Funicular railway in Folkestone, Kent, England

The Leas Lift is a grade II* listed funicular railway that carried passengers between the seafront and the promenade in Folkestone, Kent. Originally installed in 1885, it is one of the oldest water lifts in the UK.

The lift has been closed since June 2009 when Folkestone and Hythe District Council’s lease ran out and it was decided that the lift was too expensive to run.

Campaigners subsequently protested against the closure of the lift and in April 2010, it was announced that the lift was to be restored.

The restored lift is scheduled to reopen in 2027.

== Operation ==
The lift operates using water and gravity and is controlled from a small cabin at the top of the cliff. It has carried more than 36.4 million people since it opened, in a process that is especially energy efficient. The lift has a very small carbon footprint, as it emits no pollution and recycles all of the water used to drive the cars.

== Restoration works ==
Crofton Consulting was appointed as lead consultant to provide structural engineering design for the restoration. Crofton won the Building Structures award at the ACE Engineering Excellence Awards in May 2011 and won the Restoration award at the ICE Engineering Excellence Awards in June 2011 for its work on the lift. G A Harpers was appointed as the main contractor to carry out the necessary construction work.

The renovation involved replacing the mechanical and electrical wiring and ensuring that all necessary safety standards in the two cars, the control systems and stations, were met. There was also a focus on restoring the associated power pumps that control the lift at the top and bottom stations.

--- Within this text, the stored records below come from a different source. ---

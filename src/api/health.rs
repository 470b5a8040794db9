//! Engine counters for the /health endpoint.
//! Updated by the pipeline and the refresh controller.

use std::sync::atomic::{AtomicU64, Ordering};

use serde::Serialize;

#[derive(Default)]
pub struct EngineStats {
    /// Snapshot computations started (one per key per recompute).
    pub computations: AtomicU64,
    /// Full window aggregation passes over the raw logs.
    pub aggregation_passes: AtomicU64,
    /// Reads answered from the snapshot store without computing.
    pub cache_hits: AtomicU64,
    /// Reads answered from an invalidated snapshot after a failed recompute.
    pub stale_serves: AtomicU64,
    pub store_write_failures: AtomicU64,
    pub computation_failures: AtomicU64,
}

#[derive(Debug, Clone, Copy, PartialEq, Eq, Serialize)]
pub struct EngineStatsSnapshot {
    pub computations: u64,
    pub aggregation_passes: u64,
    pub cache_hits: u64,
    pub stale_serves: u64,
    pub store_write_failures: u64,
    pub computation_failures: u64,
}

impl EngineStats {
    pub fn new() -> Self {
        Self::default()
    }

    pub fn inc_computations(&self) {
        self.computations.fetch_add(1, Ordering::Relaxed);
    }

    pub fn inc_aggregation_passes(&self) {
        self.aggregation_passes.fetch_add(1, Ordering::Relaxed);
    }

    pub fn inc_cache_hits(&self) {
        self.cache_hits.fetch_add(1, Ordering::Relaxed);
    }

    pub fn inc_stale_serves(&self) {
        self.stale_serves.fetch_add(1, Ordering::Relaxed);
    }

    pub fn inc_store_write_failures(&self) {
        self.store_write_failures.fetch_add(1, Ordering::Relaxed);
    }

    pub fn inc_computation_failures(&self) {
        self.computation_failures.fetch_add(1, Ordering::Relaxed);
    }

    pub fn aggregation_passes(&self) -> u64 {
        self.aggregation_passes.load(Ordering::Relaxed)
    }

    pub fn computations(&self) -> u64 {
        self.computations.load(Ordering::Relaxed)
    }

    pub fn snapshot(&self) -> EngineStatsSnapshot {
        EngineStatsSnapshot {
            computations: self.computations.load(Ordering::Relaxed),
            aggregation_passes: self.aggregation_passes.load(Ordering::Relaxed),
            cache_hits: self.cache_hits.load(Ordering::Relaxed),
            stale_serves: self.stale_serves.load(Ordering::Relaxed),
            store_write_failures: self.store_write_failures.load(Ordering::Relaxed),
            computation_failures: self.computation_failures.load(Ordering::Relaxed),
        }
    }
}
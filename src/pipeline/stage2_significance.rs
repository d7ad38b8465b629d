use anyhow::{Context, Result};
use rayon::prelude::*;
use tracing::info;

use crate::ctx::Ctx;
use crate::error::TransientError;
use crate::pipeline::Stage;
use crate::scores::permutation;

pub struct Stage2Significance;

impl Stage2Significance {
    pub fn new() -> Self {
        Self
    }
}

impl Stage for Stage2Significance {
    fn name(&self) -> &'static str {
        "stage2_significance"
    }

    fn run(&self, ctx: &mut Ctx) -> Result<()> {
        let algorithm = ctx.algorithm;
        let monte_carlo = ctx.monte_carlo;
        let seed = ctx.effective_seed;
        let rows = &ctx.rows;

        // Rows are independent; each gets its own seeded stream so the run
        // is reproducible under a fixed base seed regardless of scheduling.
        let compute = || -> Result<Vec<f64>, TransientError> {
            rows.par_iter()
                .enumerate()
                .map(|(row, record)| {
                    let mut rng = permutation::row_rng(seed, row);
                    permutation::score_pvalue(&record.trajectory, algorithm, monte_carlo, &mut rng)
                })
                .collect()
        };

        let pvalues = if ctx.threads > 0 {
            let pool = rayon::ThreadPoolBuilder::new()
                .num_threads(ctx.threads)
                .build()
                .context("failed to build thread pool")?;
            pool.install(compute)
        } else {
            compute()
        }?;

        ctx.pvalues = pvalues;
        info!(
            rows = ctx.pvalues.len(),
            algorithm = ?algorithm,
            monte_carlo,
            "significance_ready"
        );
        Ok(())
    }
}
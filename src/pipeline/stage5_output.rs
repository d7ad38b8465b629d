use std::io::Write;

use anyhow::Result;
use tracing::info;

use crate::ctx::Ctx;
use crate::io::{json_writer, tsv_writer};
use crate::pipeline::Stage;

pub struct Stage5Output;

impl Stage5Output {
    pub fn new() -> Self {
        Self
    }
}

impl Stage for Stage5Output {
    fn name(&self) -> &'static str {
        "stage5_output"
    }

    fn run(&self, ctx: &mut Ctx) -> Result<()> {
        let stdout = std::io::stdout();
        let mut out = stdout.lock();
        tsv_writer::write_table(&mut out, ctx)?;
        out.flush()?;

        ctx.report = json_writer::build_report(ctx);
        if let Some(path) = ctx.json_path.clone() {
            json_writer::write_json(&path, ctx)?;
            info!(json = %path.display(), "report written");
        }

        info!("stage5_output_ready");
        Ok(())
    }
}
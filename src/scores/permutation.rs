//! Permutation-based significance for one candidate.
//!
//! The observed score is never injected into its own null set, so an extreme
//! observation can legitimately get a p-value of exactly 0.

use rand::rngs::StdRng;
use rand::seq::SliceRandom;
use rand::{Rng, SeedableRng};

use crate::error::TransientError;
use crate::schema::v1::Algorithm;
use crate::scores;

/// Independent per-row stream derived from the base seed. The row index is
/// scrambled first so neighbouring rows do not hand correlated seeds to the
/// generator.
pub fn row_rng(base_seed: u64, row: usize) -> StdRng {
    StdRng::seed_from_u64(base_seed ^ splitmix64(row as u64))
}

fn splitmix64(mut x: u64) -> u64 {
    x = x.wrapping_add(0x9E37_79B9_7F4A_7C15);
    x = (x ^ (x >> 30)).wrapping_mul(0xBF58_476D_1CE4_E5B9);
    x = (x ^ (x >> 27)).wrapping_mul(0x94D0_49BB_1331_11EB);
    x ^ (x >> 31)
}

/// Scores `monte_carlo` full reshuffles of the trajectory.
pub fn null_distribution<R: Rng>(
    trajectory: &[f64],
    algorithm: Algorithm,
    monte_carlo: usize,
    rng: &mut R,
) -> Result<Vec<f64>, TransientError> {
    let mut shuffled = trajectory.to_vec();
    let mut null = Vec::with_capacity(monte_carlo);
    for _ in 0..monte_carlo {
        shuffled.shuffle(rng);
        null.push(scores::score(algorithm, &shuffled)?);
    }
    Ok(null)
}

/// Two-sided empirical p-value: the fraction of null scores at least as
/// extreme in magnitude as the observed one.
pub fn empirical_pvalue(observed: f64, null: &[f64]) -> f64 {
    if null.is_empty() {
        return 1.0;
    }
    let extreme = null.iter().filter(|s| s.abs() >= observed.abs()).count();
    extreme as f64 / null.len() as f64
}

pub fn score_pvalue<R: Rng>(
    trajectory: &[f64],
    algorithm: Algorithm,
    monte_carlo: usize,
    rng: &mut R,
) -> Result<f64, TransientError> {
    let observed = scores::score(algorithm, trajectory)?;
    let null = null_distribution(trajectory, algorithm, monte_carlo, rng)?;
    Ok(empirical_pvalue(observed, &null))
}
use std::io::Write;

use anyhow::{Result, bail};

use crate::ctx::Ctx;

/// Writes the augmented table: every original column, then `Pvalue` and
/// `adj_Pvalue`, in input row order.
pub fn write_table<W: Write>(w: &mut W, ctx: &Ctx) -> Result<()> {
    let n = ctx.rows.len();
    if ctx.pvalues.len() != n || ctx.adj_pvalues.len() != n {
        bail!(
            "p-value columns incomplete: {} rows, {} raw, {} adjusted",
            n,
            ctx.pvalues.len(),
            ctx.adj_pvalues.len()
        );
    }

    writeln!(w, "{}\tPvalue\tadj_Pvalue", ctx.header.join("\t"))?;
    for (i, record) in ctx.rows.iter().enumerate() {
        writeln!(
            w,
            "{}\t{:.6}\t{:.6}",
            record.fields.join("\t"),
            ctx.pvalues[i],
            ctx.adj_pvalues[i]
        )?;
    }

    Ok(())
}
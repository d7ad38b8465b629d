use anyhow::{Result, anyhow};
use tracing::{info, warn};

use crate::ctx::Ctx;
use crate::pipeline::Stage;
use crate::plot::grid;

pub struct Stage6Render;

impl Stage6Render {
    pub fn new() -> Self {
        Self
    }
}

impl Stage for Stage6Render {
    fn name(&self) -> &'static str {
        "stage6_render"
    }

    fn run(&self, ctx: &mut Ctx) -> Result<()> {
        if ctx.plot_candidates.is_empty() {
            warn!("no significant transient candidates found for plotting");
            println!("No significant transient candidates found for plotting.");
            return Ok(());
        }

        grid::render_grid(ctx).map_err(|e| anyhow!("grid rendering failed: {e}"))?;
        ctx.grid_written = true;
        info!(
            grid = %ctx.grid_path.display(),
            candidates = ctx.plot_candidates.len(),
            "grid_ready"
        );
        Ok(())
    }
}
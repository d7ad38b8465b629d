use thiserror::Error;

#[derive(Debug, Error)]
pub enum TransientError {
    #[error("input format error: {0}")]
    InputFormat(String),

    #[error("invalid configuration: {0}")]
    InvalidConfiguration(String),

    #[error("degenerate trajectory: {len} points (reference line needs at least 6)")]
    DegenerateTrajectory { len: usize },
}
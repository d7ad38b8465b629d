//! Fold-change effect-size proxy used for ranking and plot labels.

use crate::error::TransientError;
use crate::math::reference::reference_line;

/// Mean of observed/reference at the two positions farthest from the
/// reference line, computed on the trajectory shifted by +1 to keep ratios
/// away from zero.
pub fn max_fold_change(trajectory: &[f64]) -> Result<f64, TransientError> {
    let shifted: Vec<f64> = trajectory.iter().map(|v| v + 1.0).collect();
    let reference = reference_line(&shifted)?;

    let mut order: Vec<usize> = (0..shifted.len()).collect();
    order.sort_by(|&a, &b| {
        let da = (shifted[a] - reference[a]).abs();
        let db = (shifted[b] - reference[b]).abs();
        da.total_cmp(&db)
    });

    let top = &order[order.len() - 2..];
    let ratio_sum: f64 = top.iter().map(|&i| shifted[i] / reference[i]).sum();
    Ok(ratio_sum / top.len() as f64)
}
//! Multiple-testing corrections over a raw p-value column.
//!
//! Every method returns adjusted p-values aligned with the input order and
//! clamped to [0, 1].

use crate::schema::v1::AdjustMethod;

pub fn adjust_pvalues(pvalues: &[f64], method: AdjustMethod) -> Vec<f64> {
    match method {
        AdjustMethod::Bonferroni => bonferroni(pvalues),
        AdjustMethod::Holm => holm(pvalues),
        AdjustMethod::Hochberg => hochberg(pvalues),
        AdjustMethod::FdrBh => fdr(pvalues, 1.0),
        AdjustMethod::FdrBy => {
            let scale = (1..=pvalues.len()).map(|k| 1.0 / k as f64).sum();
            fdr(pvalues, scale)
        }
    }
}

fn bonferroni(pvalues: &[f64]) -> Vec<f64> {
    let m = pvalues.len() as f64;
    pvalues.iter().map(|&p| (p * m).min(1.0)).collect()
}

/// Step-down: scale by (m - rank), then enforce monotonicity with a running
/// maximum from the smallest p-value up.
fn holm(pvalues: &[f64]) -> Vec<f64> {
    let m = pvalues.len();
    let mut adjusted = vec![0.0; m];
    let mut running = 0.0f64;
    for (rank, &idx) in order_by_pvalue(pvalues).iter().enumerate() {
        let scaled = ((m - rank) as f64 * pvalues[idx]).min(1.0);
        running = running.max(scaled);
        adjusted[idx] = running;
    }
    adjusted
}

/// Step-up: same scaling as Holm, monotonicity enforced with a running
/// minimum from the largest p-value down.
fn hochberg(pvalues: &[f64]) -> Vec<f64> {
    let m = pvalues.len();
    let mut adjusted = vec![0.0; m];
    let mut running = 1.0f64;
    for (rank, &idx) in order_by_pvalue(pvalues).iter().enumerate().rev() {
        let scaled = ((m - rank) as f64 * pvalues[idx]).min(1.0);
        running = running.min(scaled);
        adjusted[idx] = running;
    }
    adjusted
}

/// Benjamini-Hochberg with `scale == 1`, Benjamini-Yekutieli with
/// `scale == sum(1/k)`.
fn fdr(pvalues: &[f64], scale: f64) -> Vec<f64> {
    let m = pvalues.len();
    let mut adjusted = vec![0.0; m];
    let mut running = 1.0f64;
    for (rank, &idx) in order_by_pvalue(pvalues).iter().enumerate().rev() {
        let scaled = (scale * m as f64 * pvalues[idx] / (rank + 1) as f64).min(1.0);
        running = running.min(scaled);
        adjusted[idx] = running;
    }
    adjusted
}

fn order_by_pvalue(pvalues: &[f64]) -> Vec<usize> {
    let mut order: Vec<usize> = (0..pvalues.len()).collect();
    order.sort_by(|&a, &b| pvalues[a].total_cmp(&pvalues[b]));
    order
}
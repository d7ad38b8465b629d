use anyhow::Result;
use std::time::Instant;
use tracing::{info, warn};

use crate::ctx::Ctx;

pub mod stage0_scaffold;
pub mod stage1_input;
pub mod stage2_significance;
pub mod stage3_adjust;
pub mod stage4_rank;
pub mod stage5_output;
pub mod stage6_render;

pub trait Stage {
    fn name(&self) -> &'static str;
    fn run(&self, ctx: &mut Ctx) -> Result<()>;
}

pub struct Pipeline {
    stages: Vec<Box<dyn Stage>>,
}

impl Pipeline {
    pub fn new(stages: Vec<Box<dyn Stage>>) -> Self {
        Self { stages }
    }

    pub fn run(&self, ctx: &mut Ctx) -> Result<()> {
        for stage in &self.stages {
            let start = Instant::now();
            info!(stage = stage.name(), "stage started");
            if let Err(err) = stage.run(ctx) {
                let elapsed_ms = start.elapsed().as_millis();
                warn!(
                    stage = stage.name(),
                    elapsed_ms = elapsed_ms as u64,
                    "stage failed"
                );
                return Err(err);
            }
            let elapsed_ms = start.elapsed().as_millis();
            info!(
                stage = stage.name(),
                elapsed_ms = elapsed_ms as u64,
                "stage finished"
            );
        }
        Ok(())
    }
}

The wheel bearings on the lift cars were all found to be damaged by corrosion so the wheels were re-machined to provide the correct running profile. Additionally, the corroded steelwork support structures within the buried water storage tanks, which were leaking, were inspected and replaced.

The operation of the Folkestone lift was then taken over by The Folkestone Leas Lift Community Interest Company on behalf of the community as a non-profit-making organisation. It opened the attraction as a living museum.

In January 2017, the lift was closed again following an HSE inspection, which determined that a secondary fail-safe braking system must be installed before the lift could be re-opened. £80,000 was raised to conduct the preliminary works required to reinstate the lift, including a full engineering survey. A new charity, the Folkestone Leas Lift Company Charity was set up, and with funding from the Radnor Estate and the Roger De Haan Charitable Trust, aims to raise funds to help repair the lift, and to create and implement a sustainable long-term plan for its operation. As of May 2025, the charity expects the lift to reopen in early 2026.

== In popular culture ==

In June 1991, the lift was seen in an episode of The Darling Buds of May.